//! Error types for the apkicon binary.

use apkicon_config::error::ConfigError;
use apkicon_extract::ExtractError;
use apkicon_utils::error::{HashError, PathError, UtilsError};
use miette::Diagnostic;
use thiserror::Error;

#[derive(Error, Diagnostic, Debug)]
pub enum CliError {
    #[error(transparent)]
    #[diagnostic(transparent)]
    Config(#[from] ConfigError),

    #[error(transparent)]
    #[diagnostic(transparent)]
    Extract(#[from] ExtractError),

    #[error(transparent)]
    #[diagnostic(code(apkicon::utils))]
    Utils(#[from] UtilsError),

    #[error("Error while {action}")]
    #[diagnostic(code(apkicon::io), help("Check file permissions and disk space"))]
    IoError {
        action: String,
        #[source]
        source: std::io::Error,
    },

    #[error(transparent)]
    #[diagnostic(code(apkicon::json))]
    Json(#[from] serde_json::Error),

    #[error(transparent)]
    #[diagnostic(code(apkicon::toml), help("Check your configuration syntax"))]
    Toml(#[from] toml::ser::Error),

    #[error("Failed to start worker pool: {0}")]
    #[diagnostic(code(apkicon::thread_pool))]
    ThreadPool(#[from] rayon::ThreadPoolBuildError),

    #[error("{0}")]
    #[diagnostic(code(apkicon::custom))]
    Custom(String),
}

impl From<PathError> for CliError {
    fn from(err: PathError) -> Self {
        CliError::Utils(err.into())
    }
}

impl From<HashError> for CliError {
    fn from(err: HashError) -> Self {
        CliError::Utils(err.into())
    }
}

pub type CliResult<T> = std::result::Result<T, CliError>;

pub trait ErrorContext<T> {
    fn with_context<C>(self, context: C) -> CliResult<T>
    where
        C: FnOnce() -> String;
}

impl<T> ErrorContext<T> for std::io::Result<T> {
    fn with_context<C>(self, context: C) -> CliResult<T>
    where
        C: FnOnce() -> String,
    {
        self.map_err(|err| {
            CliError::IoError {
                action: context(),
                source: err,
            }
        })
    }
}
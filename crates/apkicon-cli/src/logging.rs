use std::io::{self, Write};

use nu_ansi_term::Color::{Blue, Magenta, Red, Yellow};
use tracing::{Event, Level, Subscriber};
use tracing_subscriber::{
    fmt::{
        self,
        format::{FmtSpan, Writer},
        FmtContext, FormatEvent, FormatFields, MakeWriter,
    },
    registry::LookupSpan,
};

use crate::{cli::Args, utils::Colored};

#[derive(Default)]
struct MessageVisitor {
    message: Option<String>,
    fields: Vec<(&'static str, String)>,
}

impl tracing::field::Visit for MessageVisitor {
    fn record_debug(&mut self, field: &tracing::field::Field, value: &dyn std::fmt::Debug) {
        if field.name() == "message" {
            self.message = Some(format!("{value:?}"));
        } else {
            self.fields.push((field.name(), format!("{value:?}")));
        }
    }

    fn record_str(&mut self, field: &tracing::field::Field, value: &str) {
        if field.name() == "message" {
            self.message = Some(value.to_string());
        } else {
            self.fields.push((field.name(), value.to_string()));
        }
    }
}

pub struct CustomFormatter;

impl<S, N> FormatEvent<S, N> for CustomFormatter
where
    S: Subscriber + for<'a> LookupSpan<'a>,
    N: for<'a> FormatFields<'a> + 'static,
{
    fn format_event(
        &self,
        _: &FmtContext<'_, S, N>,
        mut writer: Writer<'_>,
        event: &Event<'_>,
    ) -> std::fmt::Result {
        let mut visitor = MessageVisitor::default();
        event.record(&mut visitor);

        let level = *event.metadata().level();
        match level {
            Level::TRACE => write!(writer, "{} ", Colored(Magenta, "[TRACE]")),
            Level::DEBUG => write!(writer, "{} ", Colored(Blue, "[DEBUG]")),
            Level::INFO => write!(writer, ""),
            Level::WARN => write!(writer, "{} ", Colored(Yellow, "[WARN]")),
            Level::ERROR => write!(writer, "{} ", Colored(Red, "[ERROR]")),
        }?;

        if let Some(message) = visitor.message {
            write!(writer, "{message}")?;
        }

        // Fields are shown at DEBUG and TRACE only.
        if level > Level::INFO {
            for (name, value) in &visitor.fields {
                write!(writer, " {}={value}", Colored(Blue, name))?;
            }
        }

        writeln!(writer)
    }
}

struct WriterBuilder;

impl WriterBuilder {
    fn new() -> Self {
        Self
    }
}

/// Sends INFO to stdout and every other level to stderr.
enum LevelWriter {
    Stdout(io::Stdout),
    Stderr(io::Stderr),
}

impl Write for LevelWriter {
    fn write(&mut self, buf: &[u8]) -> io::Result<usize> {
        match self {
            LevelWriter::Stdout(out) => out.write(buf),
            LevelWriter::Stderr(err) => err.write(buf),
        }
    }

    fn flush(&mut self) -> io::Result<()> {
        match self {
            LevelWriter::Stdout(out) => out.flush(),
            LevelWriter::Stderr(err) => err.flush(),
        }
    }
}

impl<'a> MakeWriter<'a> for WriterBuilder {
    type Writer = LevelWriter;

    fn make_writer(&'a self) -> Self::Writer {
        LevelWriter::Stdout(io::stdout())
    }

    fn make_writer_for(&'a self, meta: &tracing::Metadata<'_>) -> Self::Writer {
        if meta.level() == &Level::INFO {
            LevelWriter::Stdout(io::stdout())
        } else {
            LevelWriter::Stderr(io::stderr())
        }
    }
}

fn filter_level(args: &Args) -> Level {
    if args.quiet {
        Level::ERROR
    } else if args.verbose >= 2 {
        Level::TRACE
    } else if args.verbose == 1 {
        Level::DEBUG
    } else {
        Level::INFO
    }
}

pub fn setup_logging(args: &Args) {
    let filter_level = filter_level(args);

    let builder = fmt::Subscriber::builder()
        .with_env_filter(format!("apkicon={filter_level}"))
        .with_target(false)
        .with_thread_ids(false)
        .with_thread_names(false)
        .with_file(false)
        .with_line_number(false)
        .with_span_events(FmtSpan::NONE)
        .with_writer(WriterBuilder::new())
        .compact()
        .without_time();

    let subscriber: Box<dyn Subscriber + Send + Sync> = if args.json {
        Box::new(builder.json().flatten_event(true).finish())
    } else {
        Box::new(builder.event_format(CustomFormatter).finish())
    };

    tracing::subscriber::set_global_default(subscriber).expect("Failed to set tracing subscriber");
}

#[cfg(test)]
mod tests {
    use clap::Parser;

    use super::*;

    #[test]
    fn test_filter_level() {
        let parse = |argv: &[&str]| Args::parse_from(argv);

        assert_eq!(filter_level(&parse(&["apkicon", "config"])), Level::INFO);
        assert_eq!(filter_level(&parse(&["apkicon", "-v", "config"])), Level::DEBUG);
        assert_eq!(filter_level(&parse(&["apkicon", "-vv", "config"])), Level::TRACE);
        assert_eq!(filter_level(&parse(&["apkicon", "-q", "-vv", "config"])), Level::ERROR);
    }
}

__________________________________________________

Exercise details
Quote the data above in full, changing nothing.

Response for this exercise
//! Error types for the apkicon binary.

use apkicon_config::error::ConfigError;
use apkicon_extract::ExtractError;
use apkicon_utils::error::{HashError, PathError, UtilsError};
use miette::Diagnostic;
use thiserror::Error;

#[derive(Error, Diagnostic, Debug)]
pub enum CliError {
    #[error(transparent)]
    #[diagnostic(transparent)]
    Config(#[from] ConfigError),

    #[error(transparent)]
    #[diagnostic(transparent)]
    Extract(#[from] ExtractError),

    #[error(transparent)]
    #[diagnostic(code(apkicon::utils))]
    Utils(#[from] UtilsError),

    #[error("Error while {action}")]
    #[diagnostic(code(apkicon::io), help("Check file permissions and disk space"))]
    IoError {
        action: String,
        #[source]
        source: std::io::Error,
    },

    #[error(transparent)]
    #[diagnostic(code(apkicon::json))]
    Json(#[from] serde_json::Error),

    #[error(transparent)]
    #[diagnostic(code(apkicon::toml), help("Check your configuration syntax"))]
    Toml(#[from] toml::ser::Error),

    #[error("Failed to start worker pool: {0}")]
    #[diagnostic(code(apkicon::thread_pool))]
    ThreadPool(#[from] rayon::ThreadPoolBuildError),

    #[error("{0}")]
    #[diagnostic(code(apkicon::custom))]
    Custom(String),
}

impl From<PathError> for CliError {
    fn from(err: PathError) -> Self {
        CliError::Utils(err.into())
    }
}

impl From<HashError> for CliError {
    fn from(err: HashError) -> Self {
        CliError::Utils(err.into())
    }
}

pub type CliResult<T> = std::result::Result<T, CliError>;

pub trait ErrorContext<T> {
    fn with_context<C>(self, context: C) -> CliResult<T>
    where
        C: FnOnce() -> String;
}

impl<T> ErrorContext<T> for std::io::Result<T> {
    fn with_context<C>(self, context: C) -> CliResult<T>
    where
        C: FnOnce() -> String,
    {
        self.map_err(|err| {
            CliError::IoError {
                action: context(),
                source: err,
            }
        })
    }
}
filename crates/apkicon-cli/src/logging.rs
use std::io::{self, Write};

use nu_ansi_term::Color::{Blue, Magenta, Red, Yellow};
use tracing::{Event, Level, Subscriber};
use tracing_subscriber::{
    fmt::{
        self,
        format::{FmtSpan, Writer},
        FmtContext, FormatEvent, FormatFields, MakeWriter,
    },
    registry::LookupSpan,
};

use crate::{cli::Args, utils::Colored};

#[derive(Default)]
struct MessageVisitor {
    message: Option<String>,
    fields: Vec<(&'static str, String)>,
}

impl tracing::field::Visit for MessageVisitor {
    fn record_debug(&mut self, field: &tracing::field::Field, value: &dyn std::fmt::Debug) {
        if field.name() == "message" {
            self.message = Some(format!("{value:?}"));
        } else {
            self.fields.push((field.name(), format!("{value:?}")));
        }
    }

    fn record_str(&mut self, field: &tracing::field::Field, value: &str) {
        if field.name() == "message" {
            self.message = Some(value.to_string());
        } else {
            self.fields.push((field.name(), value.to_string()));
        }
    }
}

pub struct CustomFormatter;

impl<S, N> FormatEvent<S, N> for CustomFormatter
where
    S: Subscriber + for<'a> LookupSpan<'a>,
    N: for<'a> FormatFields<'a> + 'static,
{
    fn format_event(
        &self,
        _: &FmtContext<'_, S, N>,
        mut writer: Writer<'_>,
        event: &Event<'_>,
    ) -> std::fmt::Result {
        let mut visitor = MessageVisitor::default();
        event.record(&mut visitor);

        let level = *event.metadata().level();
        match level {
            Level::TRACE => write!(writer, "{} ", Colored(Magenta, "[TRACE]")),
            Level::DEBUG => write!(writer, "{} ", Colored(Blue, "[DEBUG]")),
            Level::INFO => write!(writer, ""),
            Level::WARN => write!(writer, "{} ", Colored(Yellow, "[WARN]")),
            Level::ERROR => write!(writer, "{} ", Colored(Red, "[ERROR]")),
        }?;

        if let Some(message) = visitor.message {
            write!(writer, "{message}")?;
        }

        // Fields are shown at DEBUG and TRACE only.
        if level > Level::INFO {
            for (name, value) in &visitor.fields {
                write!(writer, " {}={value}", Colored(Blue, name))?;
            }
        }

        writeln!(writer)
    }
}

struct WriterBuilder;

impl WriterBuilder {
    fn new() -> Self {
        Self
    }
}

/// Sends INFO to stdout and every other level to stderr.
enum LevelWriter {
    Stdout(io::Stdout),
    Stderr(io::Stderr),
}

impl Write for LevelWriter {
    fn write(&mut self, buf: &[u8]) -> io::Result<usize> {
        match self {
            LevelWriter::Stdout(out) => out.write(buf),
            LevelWriter::Stderr(err) => err.write(buf),
        }
    }

    fn flush(&mut self) -> io::Result<()> {
        match self {
            LevelWriter::Stdout(out) => out.flush(),
            LevelWriter::Stderr(err) => err.flush(),
        }
    }
}

impl<'a> MakeWriter<'a> for WriterBuilder {
    type Writer = LevelWriter;

    fn make_writer(&'a self) -> Self::Writer {
        LevelWriter::Stdout(io::stdout())
    }

    fn make_writer_for(&'a self, meta: &tracing::Metadata<'_>) -> Self::Writer {
        if meta.level() == &Level::INFO {
            LevelWriter::Stdout(io::stdout())
        } else {
            LevelWriter::Stderr(io::stderr())
        }
    }
}

fn filter_level(args: &Args) -> Level {
    if args.quiet {
        Level::ERROR
    } else if args.verbose >= 2 {
        Level::TRACE
    } else if args.verbose == 1 {
        Level::DEBUG
    } else {
        Level::INFO
    }
}

pub fn setup_logging(args: &Args) {
    let filter_level = filter_level(args);

    let builder = fmt::Subscriber::builder()
        .with_env_filter(format!("apkicon={filter_level}"))
        .with_target(false)
        .with_thread_ids(false)
        .with_thread_names(false)
        .with_file(false)
        .with_line_number(false)
        .with_span_events(FmtSpan::NONE)
        .with_writer(WriterBuilder::new())
        .compact()
        .without_time();

    let subscriber: Box<dyn Subscriber + Send + Sync> = if args.json {
        Box::new(builder.json().flatten_event(true).finish())
    } else {
        Box::new(builder.event_format(CustomFormatter).finish())
    };

    tracing::subscriber::set_global_default(subscriber).expect("Failed to set tracing subscriber");
}

#[cfg(test)]
mod tests {
    use clap::Parser;

    use super::*;

    #[test]
    fn test_filter_level() {
        let parse = |argv: &[&str]| Args::parse_from(argv);

        assert_eq!(filter_level(&parse(&["apkicon", "config"])), Level::INFO);
        assert_eq!(filter_level(&parse(&["apkicon", "-v", "config"])), Level::DEBUG);
        assert_eq!(filter_level(&parse(&["apkicon", "-vv", "config"])), Level::TRACE);
        assert_eq!(filter_level(&parse(&["apkicon", "-q", "-vv", "config"])), Level::ERROR);
    }
}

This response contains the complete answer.